Going through the entries below, tally the lines that hold the word "entities" and state the result alone.

Exercise data ::
▬▬▬

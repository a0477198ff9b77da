use actix_web::{HttpRequest, HttpResponse, Result as ActixResult};

use super::RoleService;
use crate::models::{ApiResponse, ErrorCode};
use crate::services::{internal_error, not_found};

pub async fn get_role(
    service: &RoleService,
    role_id: i64,
    request: &HttpRequest,
) -> ActixResult<HttpResponse> {
    let storage = service.get_storage(request)?;

    match storage.get_role_detail(role_id).await {
        Ok(Some(detail)) => Ok(HttpResponse::Ok().json(ApiResponse::success(detail, "获取角色成功"))),
        Ok(None) => Ok(not_found(ErrorCode::RoleNotFound, "角色不存在")),
        Err(e) => Ok(internal_error("获取角色失败", e)),
    }
}
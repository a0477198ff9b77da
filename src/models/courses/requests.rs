use super::entities::CourseType;
use crate::models::common::{PaginationQuery, deserialize_option_bool, deserialize_option_i64};
use serde::Deserialize;

#[derive(Debug, Clone, Deserialize)]
pub struct CourseListParams {
    #[serde(flatten)]
    pub pagination: PaginationQuery,
    /// 课程编号或名称关键字
    pub search: Option<String>,
    #[serde(default, deserialize_with = "deserialize_option_i64")]
    pub dept_id: Option<i64>,
    pub course_type: Option<CourseType>,
    #[serde(default, deserialize_with = "deserialize_option_bool")]
    pub status: Option<bool>,
}

#[derive(Debug, Clone, Deserialize)]
pub struct CreateCourseRequest {
    pub course_code: String,
    pub course_name: String,
    pub dept_id: Option<i64>,
    pub credits: f64,
    pub hours: i32,
    pub course_type: CourseType,
    pub description: Option<String>,
    pub status: Option<bool>,
}

#[derive(Debug, Clone, Default, Deserialize)]
pub struct UpdateCourseRequest {
    pub course_code: Option<String>,
    pub course_name: Option<String>,
    pub dept_id: Option<i64>,
    pub credits: Option<f64>,
    pub hours: Option<i32>,
    pub course_type: Option<CourseType>,
    pub description: Option<String>,
    pub status: Option<bool>,
}
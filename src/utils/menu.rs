//! 按权限裁剪侧边栏菜单

use crate::models::auth::entities::CurrentUser;
use crate::models::menus::{MenuItem, SIDEBAR_MENU};

/// 递归过滤菜单。
///
/// 先过滤子菜单；子菜单全部被裁掉且自身没有路径的父节点会被移除；
/// 最后节点未声明权限或 `allow` 命中任一权限码时保留。
pub fn filter_menu<F>(items: &[MenuItem], allow: &F) -> Vec<MenuItem>
where
    F: Fn(&[String]) -> bool,
{
    items
        .iter()
        .filter(|item| !item.hidden)
        .filter_map(|item| {
            let mut item = item.clone();
            if !item.children.is_empty() {
                item.children = filter_menu(&item.children, allow);
                if item.children.is_empty() && item.path.is_none() {
                    return None;
                }
            }
            (item.permissions.is_empty() || allow(&item.permissions)).then_some(item)
        })
        .collect()
}

/// 当前用户可见的菜单
pub fn menu_for(user: &CurrentUser) -> Vec<MenuItem> {
    filter_menu(&SIDEBAR_MENU, &|codes: &[String]| {
        let codes: Vec<&str> = codes.iter().map(String::as_str).collect();
        user.has_permission(&codes)
    })
}

/// 所有带路径的叶子节点
pub fn leaf_items(items: &[MenuItem]) -> Vec<&MenuItem> {
    let mut leaves = Vec::new();
    for item in items {
        if item.children.is_empty() {
            if item.path.is_some() {
                leaves.push(item);
            }
        } else {
            leaves.extend(leaf_items(&item.children));
        }
    }
    leaves
}

pub fn find_by_path<'a>(items: &'a [MenuItem], path: &str) -> Option<&'a MenuItem> {
    items.iter().find_map(|item| {
        if item.path.as_deref() == Some(path) {
            Some(item)
        } else {
            find_by_path(&item.children, path)
        }
    })
}

/// 从根到目标节点的路径；找不到时为空
pub fn breadcrumb<'a>(items: &'a [MenuItem], path: &str) -> Vec<&'a MenuItem> {
    for item in items {
        if item.path.as_deref() == Some(path) {
            return vec![item];
        }
        let mut trail = breadcrumb(&item.children, path);
        if !trail.is_empty() {
            trail.insert(0, item);
            return trail;
        }
    }
    Vec::new()
}

#[cfg(test)]
mod tests {
    use super::*;

    fn tree() -> Vec<MenuItem> {
        vec![
            MenuItem::new("首页", "House").path("/home"),
            MenuItem::new("管理", "Setting")
                .permissions(&["A", "B"])
                .children(vec![
                    MenuItem::new("甲", "X").path("/admin/a").permissions(&["A"]),
                    MenuItem::new("乙", "Y").path("/admin/b").permissions(&["B"]),
                    MenuItem::new("隐藏", "Z").path("/admin/h").hidden(),
                ]),
            MenuItem::new("空分组", "Folder").children(vec![
                MenuItem::new("丙", "C").path("/c").permissions(&["C"]),
            ]),
        ]
    }

    fn allow_only(granted: &'static [&'static str]) -> impl Fn(&[String]) -> bool {
        move |codes: &[String]| codes.iter().any(|c| granted.contains(&c.as_str()))
    }

    #[test]
    fn test_filter_keeps_unrestricted_and_granted() {
        let menu = tree();
        let filtered = filter_menu(&menu, &allow_only(&["A"]));
        assert_eq!(filtered.len(), 2);
        assert_eq!(filtered[1].children.len(), 1);
        assert_eq!(filtered[1].children[0].path.as_deref(), Some("/admin/a"));
    }

    #[test]
    fn test_filter_drops_empty_groups_and_hidden() {
        let menu = tree();
        let filtered = filter_menu(&menu, &allow_only(&[]));
        assert_eq!(filtered.len(), 1);
        assert_eq!(filtered[0].title, "首页");

        let all = filter_menu(&menu, &|_: &[String]| true);
        assert!(find_by_path(&all, "/admin/h").is_none());
    }

    #[test]
    fn test_filter_does_not_mutate_source() {
        let menu = tree();
        let before = menu.clone();
        let _ = filter_menu(&menu, &allow_only(&["C"]));
        assert_eq!(menu, before);
    }

    #[test]
    fn test_leaves_and_breadcrumb() {
        let menu = tree();
        let leaves: Vec<_> = leaf_items(&menu)
            .into_iter()
            .filter_map(|m| m.path.as_deref())
            .collect();
        assert_eq!(leaves, vec!["/home", "/admin/a", "/admin/b", "/admin/h", "/c"]);

        let trail: Vec<_> = breadcrumb(&menu, "/admin/b")
            .into_iter()
            .map(|m| m.title.as_str())
            .collect();
        assert_eq!(trail, vec!["管理", "乙"]);
        assert!(breadcrumb(&menu, "/missing").is_empty());
    }

    #[test]
    fn test_static_menu_has_dashboard_for_everyone() {
        let filtered = filter_menu(&SIDEBAR_MENU, &|_: &[String]| false);
        assert!(find_by_path(&filtered, "/dashboard").is_some());
    }
}
use actix_web::{HttpRequest, HttpResponse, Result as ActixResult, web};
use once_cell::sync::Lazy;

use crate::middlewares::{self, RequirePermission};
use crate::models::classrooms::requests::{
    AvailableClassroomParams, ClassroomListParams, CreateClassroomRequest, UpdateClassroomRequest,
};
use crate::models::permissions::codes;
use crate::services::ClassroomService;
use crate::utils::SafeIDI64;

// 懒加载的全局 ClassroomService 实例
static CLASSROOM_SERVICE: Lazy<ClassroomService> = Lazy::new(ClassroomService::new_lazy);

pub async fn list_classrooms(
    req: HttpRequest,
    query: web::Query<ClassroomListParams>,
) -> ActixResult<HttpResponse> {
    CLASSROOM_SERVICE
        .list_classrooms(query.into_inner(), &req)
        .await
}

pub async fn list_all_classrooms(req: HttpRequest) -> ActixResult<HttpResponse> {
    CLASSROOM_SERVICE.list_all_classrooms(&req).await
}

pub async fn list_available(
    req: HttpRequest,
    query: web::Query<AvailableClassroomParams>,
) -> ActixResult<HttpResponse> {
    CLASSROOM_SERVICE
        .list_available(query.into_inner(), &req)
        .await
}

pub async fn create_classroom(
    req: HttpRequest,
    classroom: web::Json<CreateClassroomRequest>,
) -> ActixResult<HttpResponse> {
    CLASSROOM_SERVICE
        .create_classroom(classroom.into_inner(), &req)
        .await
}

pub async fn get_classroom(req: HttpRequest, classroom_id: SafeIDI64) -> ActixResult<HttpResponse> {
    CLASSROOM_SERVICE.get_classroom(classroom_id.0, &req).await
}

pub async fn update_classroom(
    req: HttpRequest,
    classroom_id: SafeIDI64,
    update: web::Json<UpdateClassroomRequest>,
) -> ActixResult<HttpResponse> {
    CLASSROOM_SERVICE
        .update_classroom(classroom_id.0, update.into_inner(), &req)
        .await
}

pub async fn delete_classroom(
    req: HttpRequest,
    classroom_id: SafeIDI64,
) -> ActixResult<HttpResponse> {
    CLASSROOM_SERVICE.delete_classroom(classroom_id.0, &req).await
}

// 配置路由
pub fn configure_classroom_routes(cfg: &mut web::ServiceConfig) {
    // 排课时需要查看教室
    let view = || {
        RequirePermission::any(&[
            codes::CLASSROOM_VIEW,
            codes::CLASSROOM_MANAGE,
            codes::SCHEDULE_VIEW,
            codes::SCHEDULE_MANAGE,
        ])
    };
    let manage = || RequirePermission::any(&[codes::CLASSROOM_MANAGE]);

    cfg.service(
        web::scope("/api/classrooms")
            .wrap(middlewares::RequireJWT)
            .service(
                web::resource("")
                    .route(web::get().to(list_classrooms).wrap(view()))
                    .route(web::post().to(create_classroom).wrap(manage())),
            )
            .service(web::resource("/all").route(web::get().to(list_all_classrooms).wrap(view())))
            .service(web::resource("/available").route(web::get().to(list_available).wrap(view())))
            .service(
                web::resource("/{id}")
                    .route(web::get().to(get_classroom).wrap(view()))
                    .route(web::put().to(update_classroom).wrap(manage()))
                    .route(web::delete().to(delete_classroom).wrap(manage())),
            ),
    );
}
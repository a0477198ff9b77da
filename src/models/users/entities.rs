use serde::{Deserialize, Serialize};

use crate::models::roles::entities::RoleBrief;

crate::define_string_enum! {
    /// 用户状态
    pub enum UserStatus {
        Active => "active",
        Inactive => "inactive",
        Locked => "locked",
    }
}

/// 内置管理员账号用户名
pub const BUILTIN_ADMIN_USERNAME: &str = "admin";

// 用户实体
#[derive(Debug, Clone, Serialize, Deserialize)]
pub struct User {
    pub id: i64,
    pub username: String,
    pub email: String,
    #[serde(skip_serializing, default)] // 不序列化到JSON响应中
    pub password_hash: String,
    pub real_name: String,
    pub phone: Option<String>,
    pub status: UserStatus,
    pub last_login: Option<chrono::DateTime<chrono::Utc>>,
    pub created_at: chrono::DateTime<chrono::Utc>,
    pub updated_at: chrono::DateTime<chrono::Utc>,
}

impl User {
    pub fn is_active(&self) -> bool {
        self.status == UserStatus::Active
    }

    pub fn is_builtin_admin(&self) -> bool {
        self.username == BUILTIN_ADMIN_USERNAME
    }
}

/// 带角色信息的用户（列表/详情）
#[derive(Debug, Clone, Serialize, Deserialize)]
pub struct UserWithRoles {
    #[serde(flatten)]
    pub user: User,
    pub roles: Vec<RoleBrief>,
}
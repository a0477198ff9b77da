//! 奖惩记录实体

use sea_orm::entity::prelude::*;

use super::to_datetime;

#[derive(Clone, Debug, PartialEq, DeriveEntityModel)]
#[sea_orm(table_name = "reward_punishments")]
pub struct Model {
    #[sea_orm(primary_key)]
    pub id: i64,
    pub student_id: i64,
    pub kind: String,
    pub category: String,
    pub description: Option<String>,
    pub occur_date: Date,
    pub handler_id: Option<i64>,
    pub created_at: i64,
}

#[derive(Copy, Clone, Debug, EnumIter, DeriveRelation)]
pub enum Relation {
    #[sea_orm(
        belongs_to = "super::students::Entity",
        from = "Column::StudentId",
        to = "super::students::Column::Id",
        on_delete = "Cascade"
    )]
    Student,
}

impl Related<super::students::Entity> for Entity {
    fn to() -> RelationDef {
        Relation::Student.def()
    }
}

impl ActiveModelBehavior for ActiveModel {}

impl Model {
    pub fn into_record(self) -> crate::models::reward_punishments::entities::RewardPunishment {
        use crate::models::reward_punishments::entities::{RecordKind, RewardPunishment};

        RewardPunishment {
            id: self.id,
            student_id: self.student_id,
            kind: self.kind.parse().unwrap_or(RecordKind::Reward),
            category: self.category,
            description: self.description,
            occur_date: self.occur_date,
            handler_id: self.handler_id,
            created_at: to_datetime(self.created_at),
        }
    }
}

▬▬▬

Result of the task ::
6